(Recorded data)
*** Block opens ***

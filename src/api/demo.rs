//! Offline sample data set for disconnected development.
//!
//! Enabled only by the demo-mode flag; the live transport never falls back
//! here. Records use the uppercase ORDS convention so the same decoding path
//! is exercised as against a real backend.

use std::collections::HashMap;
use std::sync::Mutex;

use serde_json::{json, Value};

use crate::error::ApiError;

pub struct DemoBackend {
    collections: Mutex<HashMap<String, Vec<Value>>>,
}

impl Default for DemoBackend {
    fn default() -> Self {
        Self::new()
    }
}

impl DemoBackend {
    pub fn new() -> DemoBackend {
        DemoBackend {
            collections: Mutex::new(sample_data()),
        }
    }

    fn id_field(path: &str) -> Option<&'static str> {
        match path {
            "/donors" => Some("DONOR_ID"),
            "/donations" => Some("DONATION_ID"),
            "/personnel" => Some("PERSONNEL_ID"),
            "/schedules" => Some("SCHEDULE_ID"),
            "/payments" => Some("PAYMENT_ID"),
            "/gift-types" => Some("GIFT_TYPE_ID"),
            "/gift-distributions" => Some("DISTRIBUTION_ID"),
            _ => None,
        }
    }

    fn record_id(record: &Value, id_field: &str) -> Option<i64> {
        record.get(id_field).and_then(Value::as_i64)
    }

    fn stats_summary(collections: &HashMap<String, Vec<Value>>) -> Value {
        let donors = collections.get("/donors").map(Vec::len).unwrap_or(0);
        let donations = collections.get("/donations").cloned().unwrap_or_default();
        let personnel = collections.get("/personnel").cloned().unwrap_or_default();
        let distributions = collections
            .get("/gift-distributions")
            .map(Vec::len)
            .unwrap_or(0);

        let total_amount: f64 = donations
            .iter()
            .filter_map(|d| d.get("AMOUNT").and_then(Value::as_f64))
            .sum();
        let employees = personnel
            .iter()
            .filter(|p| p.get("IS_EMPLOYEE").and_then(Value::as_i64) == Some(1))
            .count();
        let volunteers = personnel
            .iter()
            .filter(|p| p.get("IS_VOLUNTEER").and_then(Value::as_i64) == Some(1))
            .count();

        json!({
            "TOTAL_DONORS": donors,
            "TOTAL_DONATIONS": donations.len(),
            "TOTAL_DONATION_AMOUNT": total_amount,
            "TOTAL_EMPLOYEES": employees,
            "TOTAL_VOLUNTEERS": volunteers,
            "TOTAL_DISTRIBUTIONS": distributions,
        })
    }

    fn stats_monthly(collections: &HashMap<String, Vec<Value>>) -> Value {
        let donations = collections.get("/donations").cloned().unwrap_or_default();
        let mut months: Vec<(String, f64, i64)> = Vec::new();
        for d in &donations {
            let Some(date) = d.get("DONATION_DATE").and_then(Value::as_str) else {
                continue;
            };
            let month = date.chars().take(7).collect::<String>();
            let amount = d.get("AMOUNT").and_then(Value::as_f64).unwrap_or(0.0);
            match months.iter_mut().find(|(m, _, _)| *m == month) {
                Some(entry) => {
                    entry.1 += amount;
                    entry.2 += 1;
                }
                None => months.push((month, amount, 1)),
            }
        }
        months.sort_by(|a, b| a.0.cmp(&b.0));
        Value::Array(
            months
                .into_iter()
                .map(|(month, amount, count)| {
                    json!({"MONTH": month, "TOTAL_AMOUNT": amount, "DONATION_COUNT": count})
                })
                .collect(),
        )
    }
}

impl super::Backend for DemoBackend {
    async fn get(&self, path: &str, _params: &[(String, String)]) -> Result<Value, ApiError> {
        let collections = self.collections.lock().expect("demo lock");
        match path {
            "/stats/summary" => Ok(Self::stats_summary(&collections)),
            "/stats/monthly" => Ok(Self::stats_monthly(&collections)),
            _ => match collections.get(path) {
                Some(records) => Ok(json!({ "items": records.clone() })),
                None => Err(ApiError::Http {
                    status: 404,
                    message: format!("no demo collection at {}", path),
                }),
            },
        }
    }

    async fn post(&self, path: &str, body: &Value) -> Result<Value, ApiError> {
        let id_field = Self::id_field(path).ok_or_else(|| ApiError::Http {
            status: 404,
            message: format!("no demo collection at {}", path),
        })?;
        let mut collections = self.collections.lock().expect("demo lock");
        let records = collections.entry(path.to_string()).or_default();

        let next_id = records
            .iter()
            .filter_map(|r| Self::record_id(r, id_field))
            .max()
            .unwrap_or(0)
            + 1;
        let mut created = body.clone();
        if let Value::Object(map) = &mut created {
            map.insert(id_field.to_string(), json!(next_id));
        }
        records.push(created.clone());
        Ok(created)
    }

    async fn put(&self, path: &str, id: i64, body: &Value) -> Result<Value, ApiError> {
        let id_field = Self::id_field(path).ok_or_else(|| ApiError::Http {
            status: 404,
            message: format!("no demo collection at {}", path),
        })?;
        let mut collections = self.collections.lock().expect("demo lock");
        let records = collections.entry(path.to_string()).or_default();

        let Some(existing) = records
            .iter_mut()
            .find(|r| Self::record_id(r, id_field) == Some(id))
        else {
            return Err(ApiError::Http {
                status: 404,
                message: format!("record {} not found", id),
            });
        };

        // Partial update: merge the submitted fields over the stored record.
        if let (Value::Object(target), Value::Object(updates)) = (&mut *existing, body) {
            for (k, v) in updates {
                target.insert(k.clone(), v.clone());
            }
            target.insert(id_field.to_string(), json!(id));
        }
        Ok(existing.clone())
    }

    async fn delete(&self, path: &str, id: i64) -> Result<(), ApiError> {
        let id_field = Self::id_field(path).ok_or_else(|| ApiError::Http {
            status: 404,
            message: format!("no demo collection at {}", path),
        })?;
        let mut collections = self.collections.lock().expect("demo lock");
        let records = collections.entry(path.to_string()).or_default();
        let before = records.len();
        records.retain(|r| Self::record_id(r, id_field) != Some(id));
        if records.len() == before {
            return Err(ApiError::Http {
                status: 404,
                message: format!("record {} not found", id),
            });
        }
        Ok(())
    }
}

fn sample_data() -> HashMap<String, Vec<Value>> {
    let mut data = HashMap::new();

    data.insert(
        "/donors".to_string(),
        vec![
            json!({"DONOR_ID": 1, "FIRSTNAME": "Ming", "LASTNAME": "Zhang", "CONTACT_INFO": "zhangming@email.com", "LOCATION": "Beijing", "DEMOGRAPHIC_SEGMENT": "Individual", "AGE": 45, "TAX_ID_NUMBER": "T-1001", "TAX_JURISDICTION": "CN", "TOTAL_DONATIONS": 300000}),
            json!({"DONOR_ID": 2, "FIRSTNAME": "Li", "LASTNAME": "Wang", "CONTACT_INFO": "wangli@email.com", "LOCATION": "Shanghai", "DEMOGRAPHIC_SEGMENT": "Individual", "AGE": 38, "TOTAL_DONATIONS": 8000}),
            json!({"DONOR_ID": 3, "FIRSTNAME": "Sunshine", "LASTNAME": "Tech Co.", "CONTACT_INFO": "csr@suntech.com", "LOCATION": "Beijing", "DEMOGRAPHIC_SEGMENT": "Corporate", "TOTAL_DONATIONS": 600000}),
            json!({"DONOR_ID": 4, "FIRSTNAME": "Love Education", "LASTNAME": "Foundation", "CONTACT_INFO": "grants@loveedu.org", "LOCATION": "Beijing", "DEMOGRAPHIC_SEGMENT": "Foundation", "TOTAL_DONATIONS": 1000000}),
            json!({"DONOR_ID": 5, "FIRSTNAME": "Jun", "LASTNAME": "Sun", "CONTACT_INFO": "sunjun@email.com", "LOCATION": "Guangzhou", "DEMOGRAPHIC_SEGMENT": "High Income", "AGE": 52, "TOTAL_DONATIONS": 15000}),
        ],
    );

    data.insert(
        "/donations".to_string(),
        vec![
            json!({"DONATION_ID": 1, "DONOR_ID": 4, "AMOUNT": 1000000, "DONATION_DATE": "2024-02-01", "CATEGORY": "Education", "SOURCE": "Wire Transfer", "REQUIRES_TAX_RECEIPT": 1, "IS_IN_EXCHANGE_FOR_GIFT": 0, "DEDUCTIBLE_AMOUNT": 1000000}),
            json!({"DONATION_ID": 2, "DONOR_ID": 3, "AMOUNT": 500000, "DONATION_DATE": "2024-04-01", "CATEGORY": "Education", "SOURCE": "Wire Transfer", "REQUIRES_TAX_RECEIPT": 1, "IS_IN_EXCHANGE_FOR_GIFT": 0, "DEDUCTIBLE_AMOUNT": 500000}),
            json!({"DONATION_ID": 3, "DONOR_ID": 1, "AMOUNT": 200000, "DONATION_DATE": "2024-04-20", "CATEGORY": "Healthcare", "SOURCE": "Online", "REQUIRES_TAX_RECEIPT": 1, "IS_IN_EXCHANGE_FOR_GIFT": 0, "DEDUCTIBLE_AMOUNT": 200000}),
            json!({"DONATION_ID": 4, "DONOR_ID": 1, "AMOUNT": 100000, "DONATION_DATE": "2024-01-15", "CATEGORY": "General Fund", "SOURCE": "Check", "REQUIRES_TAX_RECEIPT": 0, "IS_IN_EXCHANGE_FOR_GIFT": 0}),
            json!({"DONATION_ID": 5, "DONOR_ID": 5, "AMOUNT": 15000, "DONATION_DATE": "2024-03-15", "CATEGORY": "Healthcare", "SOURCE": "Online", "REQUIRES_TAX_RECEIPT": 1, "IS_IN_EXCHANGE_FOR_GIFT": 1, "DEDUCTIBLE_AMOUNT": 12000}),
            json!({"DONATION_ID": 6, "DONOR_ID": 2, "AMOUNT": 8000, "DONATION_DATE": "2024-03-01", "CATEGORY": "Emergency Relief", "SOURCE": "Mail", "REQUIRES_TAX_RECEIPT": 0, "IS_IN_EXCHANGE_FOR_GIFT": 0}),
        ],
    );

    data.insert(
        "/personnel".to_string(),
        vec![
            json!({"PERSONNEL_ID": 1, "FIRSTNAME": "Sarah", "LASTNAME": "Chen", "CONTACT_INFO": "sarah@donorhub.org", "ROLE": "Program Director", "ACCESS_LEVEL": "Admin", "IS_EMPLOYEE": 1, "IS_VOLUNTEER": 0}),
            json!({"PERSONNEL_ID": 2, "FIRSTNAME": "David", "LASTNAME": "Liu", "CONTACT_INFO": "david@donorhub.org", "ROLE": "Coordinator", "ACCESS_LEVEL": "Staff", "IS_EMPLOYEE": 1, "IS_VOLUNTEER": 1}),
            json!({"PERSONNEL_ID": 3, "FIRSTNAME": "Emma", "LASTNAME": "Zhao", "CONTACT_INFO": "emma@volunteer.org", "ROLE": "Event Support", "ACCESS_LEVEL": "Volunteer", "IS_EMPLOYEE": 0, "IS_VOLUNTEER": 1}),
        ],
    );

    data.insert(
        "/schedules".to_string(),
        vec![
            json!({"SCHEDULE_ID": 1, "PERSONNEL_ID": 1, "SCHEDULE_DATE": "2024-05-06", "START_TIME": "09:00", "END_TIME": "17:00", "SCHEDULE_TYPE": "Office", "AVAILABILITY_STATUS": "Available"}),
            json!({"SCHEDULE_ID": 2, "PERSONNEL_ID": 3, "SCHEDULE_DATE": "2024-05-07", "START_TIME": "13:00", "END_TIME": "18:00", "SCHEDULE_TYPE": "Event", "AVAILABILITY_STATUS": "Busy"}),
        ],
    );

    data.insert(
        "/payments".to_string(),
        vec![
            json!({"PAYMENT_ID": 1, "PERSONNEL_ID": 1, "AMOUNT": 5200, "PAYMENT_TYPE": "Salary", "PAYMENT_DATE": "2024-04-30", "IS_EMPLOYEE_PAY": 1}),
            json!({"PAYMENT_ID": 2, "PERSONNEL_ID": 2, "AMOUNT": 3100, "PAYMENT_TYPE": "Salary", "PAYMENT_DATE": "2024-04-30", "IS_EMPLOYEE_PAY": 1}),
            json!({"PAYMENT_ID": 3, "PERSONNEL_ID": 3, "AMOUNT": 120, "PAYMENT_TYPE": "Stipend", "PAYMENT_DATE": "2024-05-02", "IS_EMPLOYEE_PAY": 0}),
        ],
    );

    data.insert(
        "/gift-types".to_string(),
        vec![
            json!({"GIFT_TYPE_ID": 1, "GIFT_NAME": "Tote Bag", "CATEGORY": "Merchandise", "GIFT_VALUE": 12}),
            json!({"GIFT_TYPE_ID": 2, "GIFT_NAME": "Gala Ticket", "CATEGORY": "Event", "GIFT_VALUE": 150}),
            json!({"GIFT_TYPE_ID": 3, "GIFT_NAME": "Thank-you Plaque", "CATEGORY": "Recognition", "GIFT_VALUE": 40}),
        ],
    );

    data.insert(
        "/gift-distributions".to_string(),
        vec![
            json!({"DISTRIBUTION_ID": 1, "GIFT_TYPE_ID": 1, "PERSONNEL_ID": 2, "QUANTITY": 50, "DISTRIBUTION_DATE": "2024-03-20", "IS_FREE": 1}),
            json!({"DISTRIBUTION_ID": 2, "GIFT_TYPE_ID": 2, "PERSONNEL_ID": 1, "QUANTITY": 10, "DISTRIBUTION_DATE": "2024-04-12", "IS_FREE": 0}),
        ],
    );

    data
}

#[cfg(test)]
mod tests {
    use super::*;
    use crate::api::Backend;

    #[tokio::test]
    async fn create_assigns_fresh_ids() {
        let backend = DemoBackend::new();
        let created = backend
            .post("/donors", &json!({"FIRSTNAME": "New", "LASTNAME": "Donor"}))
            .await
            .expect("create");
        assert_eq!(created["DONOR_ID"], 6);

        let listed = backend.get("/donors", &[]).await.expect("list");
        let items = listed["items"].as_array().expect("items");
        assert_eq!(items.len(), 6);
    }

    #[tokio::test]
    async fn update_merges_and_delete_removes() {
        let backend = DemoBackend::new();
        let updated = backend
            .put("/donors", 2, &json!({"LOCATION": "Chengdu"}))
            .await
            .expect("update");
        assert_eq!(updated["LOCATION"], "Chengdu");
        assert_eq!(updated["FIRSTNAME"], "Li");

        backend.delete("/donors", 2).await.expect("delete");
        let missing = backend.put("/donors", 2, &json!({})).await;
        assert_eq!(missing.unwrap_err().status(), Some(404));
    }

    #[tokio::test]
    async fn stats_endpoints_reflect_current_data() {
        let backend = DemoBackend::new();
        let summary = backend.get("/stats/summary", &[]).await.expect("summary");
        assert_eq!(summary["TOTAL_DONORS"], 5);
        assert_eq!(summary["TOTAL_DONATIONS"], 6);

        let monthly = backend.get("/stats/monthly", &[]).await.expect("monthly");
        let months = monthly.as_array().expect("array");
        assert_eq!(months[0]["MONTH"], "2024-01");
        assert_eq!(months.last().unwrap()["MONTH"], "2024-04");
    }
}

*** Block closes ***

▶ _PROBLEM REQUIREMENTS_
For every line in the data above that holds "employees", return the line itself.

▶ _OUTPUT_
        let employees = personnel
            "TOTAL_EMPLOYEES": employees,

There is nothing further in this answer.